TASK STATEMENT:
Report back each line of the data that contains the word "static".

*** Opening MATERIAL FOR THIS TASK ***

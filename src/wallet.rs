use alloy::primitives::{Address, B256};
use async_trait::async_trait;
use futures_util::future::BoxFuture;
use std::future::Future;
use std::sync::Arc;

use crate::directory::ContractInfo;
use crate::error::DappError;
use crate::types::{BadgeRecord, RegistrationRequest};

/// A transaction accepted by the network whose confirmation is still outstanding.
pub struct SubmittedTransaction {
    hash: B256,
    confirmation: BoxFuture<'static, Result<B256, DappError>>,
}

impl SubmittedTransaction {
    pub fn new<F>(hash: B256, confirmation: F) -> Self
    where
        F: Future<Output = Result<B256, DappError>> + Send + 'static,
    {
        Self {
            hash,
            confirmation: Box::pin(confirmation),
        }
    }

    pub fn hash(&self) -> B256 {
        self.hash
    }

    /// Waits until the transaction is mined and succeeded.
    pub async fn confirmed(self) -> Result<B256, DappError> {
        self.confirmation.await
    }
}

/// Handle on the badge registry contract, either read-only or able to sign.
#[async_trait]
pub trait BadgeContract: Send + Sync {
    async fn owner(&self) -> Result<Address, DappError>;

    async fn titles(&self, holder: Address) -> Result<Vec<String>, DappError>;

    async fn badge_by_title(&self, holder: Address, title: &str) -> Result<BadgeRecord, DappError>;

    /// Sends the registration without waiting for it to be mined.
    async fn register_badge(
        &self,
        request: &RegistrationRequest,
    ) -> Result<SubmittedTransaction, DappError>;
}

/// Wallet capability made available by the host environment.
#[async_trait]
pub trait WalletProvider: Send + Sync {
    /// Asks the user to grant account access.
    async fn request_accounts(&self) -> Result<Vec<Address>, DappError>;

    /// Contract handle that signs transactions as `account`.
    async fn signing_contract(
        &self,
        contract: &ContractInfo,
        account: Address,
    ) -> Result<Arc<dyn BadgeContract>, DappError>;

    /// Contract handle backed by the provider alone, good for reads only.
    async fn read_contract(&self, contract: &ContractInfo)
    -> Result<Arc<dyn BadgeContract>, DappError>;
}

*** Closing MATERIAL FOR THIS TASK ***

SOLUTION TO THIS TASK:
    confirmation: BoxFuture<'static, Result<B256, DappError>>,
        F: Future<Output = Result<B256, DappError>> + Send + 'static,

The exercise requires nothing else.